In an attempt to investigate the effect of chronic salt loading on heart size and biochemical composition, sixty 3-month-old male Wistar-Kyoto rats (WKY) were equally divided into two groups: One group was given 1% NaCl in drinking water, and the other group was given tap water as the control. After 7 months, five randomly selected rats from each group were examined for body weight (BW), indirect blood pressure (BP), hematocrit (Hct), and organ weights. Ventricles of the heart, aorta, and mesenteric arteries were biochemically analyzed for collagen (C) and noncollagenous protein NC) and deoxyribonucleic acid (DNA).
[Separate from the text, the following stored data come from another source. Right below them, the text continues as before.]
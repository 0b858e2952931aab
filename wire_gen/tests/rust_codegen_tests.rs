/* Rust Code Generation Tests
 *
 * These tests load format descriptions from YAML and check the text of the
 * generated module: declarations, signatures and the statements each pass emits.
 */

use std::path::Path;
use wire_gen::codegen::sink::{CodeSink, ModuleSink};
use wire_gen::{GenError, Resolver, RustCodeGenerator, RustCodeGeneratorOptions, generate};
use wire_loader::WireFile;

fn load(yaml: &str) -> wire_gen::schema::File {
    WireFile::from_yaml(yaml)
        .expect("document should parse")
        .into_file(Path::new("test.yaml"))
}

fn generate_from(yaml: &str) -> String {
    generate(&[load(yaml)], RustCodeGeneratorOptions::default()).expect("generation should succeed")
}

const SIMPLE_ARRAY: &str = r#"
structs:
  - name: simple_array
    members:
      - field: { name: count, type: { int: { width: u8 } } }
      - field:
          name: data
          type:
            var-array:
              base: { int: { width: u8 } }
              length: { count: { name: count } }
"#;

const SOCKS5: &str = r#"
constants:
  - { name: ATYPE_IPV4, value: 1 }
  - { name: ATYPE_DOMAINNAME, value: 3 }
structs:
  - name: socks5_client_request
    members:
      - field: { name: version, type: { int: { width: u8, constraint: [{ low: 5 }] } } }
      - field: { name: command, type: { int: { width: u8, constraint: [{ low: 1, high: 3 }] } } }
      - field: { name: reserved, type: { int: { width: u8, constraint: [{ low: 0 }] } } }
      - field: { name: atype, type: { int: { width: u8 } } }
      - union:
          name: dest_addr
          tag: { name: atype }
          cases:
            - case: [{ low: ATYPE_IPV4 }]
              members:
                - field: { name: ipv4, type: { int: { width: u32 } } }
            - case: [{ low: ATYPE_DOMAINNAME }]
              members:
                - field: { name: len, type: { int: { width: u8 } } }
                - field:
                    name: name
                    type:
                      var-array:
                        base: char
                        length: { count: { name: len } }
            - members: [fail]
      - field: { name: dest_port, type: { int: { width: u16 } } }
"#;

#[test]
fn test_module_layout() {
    let code = generate_from(SIMPLE_ARRAY);

    assert!(code.starts_with("// @generated by wire-gen"));
    assert!(code.contains("pub enum Error {"));
    assert!(code.contains("fn __read_u8(cur: &mut &[u8]) -> Result<u8, Error> {"));
    assert!(code.contains("#[derive(Debug, Clone, PartialEq, Eq)]\npub struct SimpleArray {\n    pub count: u8,\n    pub data: Vec<u8>,\n}"));
    assert!(code.contains("impl SimpleArray {"));
    assert!(code.contains("pub fn parse_simple_array(__input: &[u8]) -> Result<SimpleArray, Error> {"));

    /* Declarations come before any impl */
    let decl = code.find("pub struct SimpleArray").unwrap();
    let imp = code.find("impl SimpleArray").unwrap();
    assert!(decl < imp);
}

#[test]
fn test_counted_array_passes() {
    let code = generate_from(SIMPLE_ARRAY);

    assert!(code.contains("pub fn decode<'a>(__input: &'a [u8]) -> Result<(Self, &'a [u8]), Error> {"));
    assert!(code.contains("let count = __read_u8(&mut __cur)?;"));
    assert!(code.contains("let __n0 = (count as usize);"));
    assert!(code.contains("let data = __take(&mut __cur, __n0)?.to_vec();"));
    assert!(code.contains("Ok((Self { count, data }, __cur))"));

    assert!(code.contains("__out.extend_from_slice(&self.count.to_be_bytes());"));
    assert!(code.contains("__out.extend_from_slice(self.data.as_slice());"));

    assert!(code.contains(
        "if self.data.len() != (self.count as usize) { return Err(Error::LengthConstraintViolation); }"
    ));
    assert!(code.contains("self.validate()?;\n        Ok(self.encode_unchecked())"));
}

#[test]
fn test_union_generation() {
    let code = generate_from(SOCKS5);

    assert!(code.contains("pub const ATYPE_IPV4: i64 = 1;"));
    assert!(code.contains("pub dest_addr: Socks5ClientRequestDestAddr,"));
    assert!(code.contains("pub enum Socks5ClientRequestDestAddr {"));
    assert!(code.contains("    AtypeIpv4 {\n        ipv4: u32,\n    },"));
    assert!(code.contains("    AtypeDomainname {\n        len: u8,\n        name: Vec<u8>,\n    },"));

    /* Range checks on decode */
    assert!(code.contains("if !matches!(version, 5) { return Err(Error::ConstraintViolation); }"));
    assert!(code.contains("if !matches!(command, 1..=3) { return Err(Error::ConstraintViolation); }"));

    /* Case dispatch: named cases, then the disallowed default */
    assert!(code.contains("let dest_addr = match atype {"));
    assert!(code.contains("Socks5ClientRequestDestAddr::AtypeDomainname { len, name }"));
    assert!(code.contains("_ => return Err(Error::DisallowedCase),"));

    /* Validate ties the stored variant to the tag */
    assert!(code.contains("= match self.atype {"));
    assert!(code.contains("Socks5ClientRequestDestAddr::AtypeIpv4 { .. } => 0,"));
    assert!(code.contains("if name.len() != (*len as usize) { return Err(Error::LengthConstraintViolation); }"));
}

#[test]
fn test_nul_strings_and_fixed_arrays() {
    let code = generate_from(
        r#"
structs:
  - name: greeting
    members:
      - field: { name: text, type: nul-term-string }
      - field: { name: tail, type: { int: { width: u8 } } }
      - field:
          name: key
          type: { fixed-array: { base: { int: { width: u8 } }, size: 4 } }
      - field:
          name: words
          type: { fixed-array: { base: { int: { width: u16 } }, size: 2 } }
"#,
    );

    assert!(code.contains("pub text: String,"));
    assert!(code.contains("pub key: [u8; 4],"));
    assert!(code.contains("pub words: [u16; 2],"));
    assert!(code.contains("let text = __read_nul_string(&mut __cur)?;"));
    assert!(code.contains("__out.extend_from_slice(self.text.as_bytes());\n        __out.push(0);"));
    assert!(code.contains(
        "let key: [u8; 4] = __take(&mut __cur, 4)?.try_into().map_err(|_| Error::TruncatedInput)?;"
    ));
    assert!(code.contains("if self.text.as_bytes().contains(&0) { return Err(Error::MalformedString); }"));
}

#[test]
fn test_contexts_are_threaded_through_decode() {
    let code = generate_from(
        r#"
contexts:
  - name: flag_ctx
    fields:
      - { name: mode, type: { int: { width: u8 } } }
structs:
  - name: inner
    contexts: [flag_ctx]
    members:
      - field:
          name: data
          type:
            var-array:
              base: { int: { width: u8 } }
              length: { count: { scope: flag_ctx, name: mode } }
  - name: outer
    contexts: [flag_ctx]
    members:
      - field: { name: body, type: { struct-ref: inner } }
"#,
    );

    assert!(code.contains("#[derive(Debug, Clone, Copy, PartialEq, Eq, Default)]\npub struct FlagCtx {\n    pub mode: u8,\n}"));
    assert!(code.contains(
        "pub fn decode<'a>(__input: &'a [u8], ctx_flag_ctx: &FlagCtx) -> Result<(Self, &'a [u8]), Error> {"
    ));
    assert!(code.contains("let __n0 = (ctx_flag_ctx.mode as usize);"));
    assert!(code.contains("= Inner::decode(__cur, ctx_flag_ctx)?;"));
    assert!(code.contains("pub fn parse_outer(__input: &[u8], ctx_flag_ctx: &FlagCtx) -> Result<Outer, Error> {"));
    /* Validate cannot see context values */
    assert!(!code.contains("self.data.len() != "));
}

#[test]
fn test_recursive_structs_are_boxed() {
    let code = generate_from(
        r#"
structs:
  - name: node
    members:
      - field: { name: more, type: { int: { width: u8, constraint: [{ low: 0, high: 1 }] } } }
      - union:
          name: next
          tag: { name: more }
          cases:
            - case: [{ low: 0 }]
            - case: [{ low: 1 }]
              members:
                - field: { name: child, type: { struct-ref: node } }
"#,
    );

    assert!(code.contains("pub enum NodeNext {\n    Case0,\n    Case1 {\n        child: Box<Node>,\n    },\n}"));
    assert!(code.contains("let child = Box::new(child);"));
    assert!(code.contains("child.encode_into(__out);"));
    assert!(code.contains("child.validate()?;"));
}

#[test]
fn test_greedy_and_leftover_arrays() {
    let code = generate_from(
        r#"
structs:
  - name: item
    members:
      - field: { name: id, type: { int: { width: u16 } } }
  - name: framed
    members:
      - field:
          name: items
          type:
            var-array:
              base: { struct-ref: item }
              length: { leftover: 2 }
      - field: { name: checksum, type: { int: { width: u16 } } }
"#,
    );

    assert!(code.contains("= __split_leftover(__cur, 2usize)?;"));
    assert!(code.contains("while !__cur.is_empty() {"));
    assert!(code.contains("{ return Err(Error::TrailingData); }"));
    assert!(code.contains("for __item"));
}

#[test]
fn test_remaining_offsets_are_validated() {
    let code = generate_from(
        r#"
structs:
  - name: located
    members:
      - field: { name: head, type: { int: { width: u8 } } }
      - field: { name: offset, type: remaining-offset }
      - field: { name: body, type: { int: { width: u16 } } }
"#,
    );

    assert!(code.contains("let offset = __offset_of(__input, __cur);"));
    assert!(code.contains("let mut __buf0: Vec<u8> = Vec::new();"));
    assert!(code.contains("let __scratch1 = &mut __buf0;"));
    assert!(code.contains("if self.offset != __scratch1.len() { return Err(Error::LengthConstraintViolation); }"));

    /* The unchecked encode writes nothing for the offset */
    let encode_into = code.find("pub fn encode_into").unwrap();
    let unchecked = code.find("pub fn encode_unchecked").unwrap();
    assert!(!code[encode_into..unchecked].contains("offset"));
}

#[test]
fn test_options_control_output() {
    let file = load(
        r#"
constants:
  - { name: max_len, value: 16 }
structs:
  - name: empty
"#,
    );
    let resolver = Resolver::new(&[file]).unwrap();
    let options = RustCodeGeneratorOptions {
        module_doc: Some("Test formats.".to_string()),
        emit_constants: false,
        emit_parse_fns: false,
        sources: vec!["empty.yaml".to_string()],
    };
    let code = RustCodeGenerator::new(&resolver, options).emit_code().unwrap();

    assert!(code.contains("// Sources: empty.yaml\n"));
    assert!(code.contains("// Test formats.\n"));
    assert!(!code.contains("MAX_LEN"));
    assert!(!code.contains("pub fn parse_empty"));
    assert!(code.contains("pub struct Empty {\n}"));
    assert!(code.contains("Ok((Self {}, __cur))"));
}

#[test]
fn test_extern_structs_are_not_emitted() {
    let code = generate_from(
        r#"
structs:
  - name: opaque
    extern: true
  - name: wrapper
    members:
      - field: { name: inner, type: { struct-ref: opaque } }
"#,
    );

    assert!(!code.contains("pub struct Opaque"));
    assert!(code.contains("pub inner: Opaque,"));
    assert!(code.contains("= Opaque::decode(__cur)?;"));
}

#[test]
fn test_generator_writes_into_any_sink() {
    let resolver = Resolver::new(&[load(SIMPLE_ARRAY)]).unwrap();
    let generator = RustCodeGenerator::new(&resolver, RustCodeGeneratorOptions::default());
    let mut sink = ModuleSink::new();
    generator.emit_into(&mut sink).unwrap();

    assert!(sink.is_declared("SimpleArray"));
    assert!(sink.is_declared("Error"));
    let code = sink.finish();
    assert!(code.contains("impl SimpleArray {"));

    let single = generator.emit_struct_code("simple_array").unwrap();
    assert!(single.contains("impl SimpleArray {"));
    assert!(!single.contains("pub enum Error"));

    assert_eq!(
        generator.emit_struct_code("missing").unwrap_err(),
        GenError::UnknownStruct { name: "missing".to_string() }
    );
    assert_eq!(
        generator.emit_struct_code("missing").unwrap_err().to_string(),
        "no struct named 'missing'"
    );
}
Although here was no difference between the salt and control groups in BP (129 +/- 3 mmHg vs. 125 +/- 4 mmHg, mean +/- SE), BW (376 +/- 8 g vs. 372 +/- 5 g) and Hct (42.8% +/- 1.0% vs. 44.3% +/- 0.8%), left ventricular weight (857 +/- 19 mg vs. 788 +/- 8 mg) and kidney weight (2.59 +/- 00.9 g vs 2.31 +/- 0.05 g) were both significantly (P less than 0.01) greater in the salt group, whereas the weights of the right ventricle, aorta, and adrenal glands were equal. Biochemical analysis showed significant increase in NC/DNA ratio and total collagen content as well as decreased DNA concentration in the left ventricle of the salt group compared with the control, suggesting hypertrophy rather than hyperplasia of myocardial cells with concomitant activation of collagen synthesis. Since the manner of reactive collagen production appeared different from that reported for spontaneously hypertrophic rats (SHR) or in hypoxia- or aortic constriction-induced cardiac hypertrophy, some unique mechanism may be involved in salt-induced cardiac hypertrophy.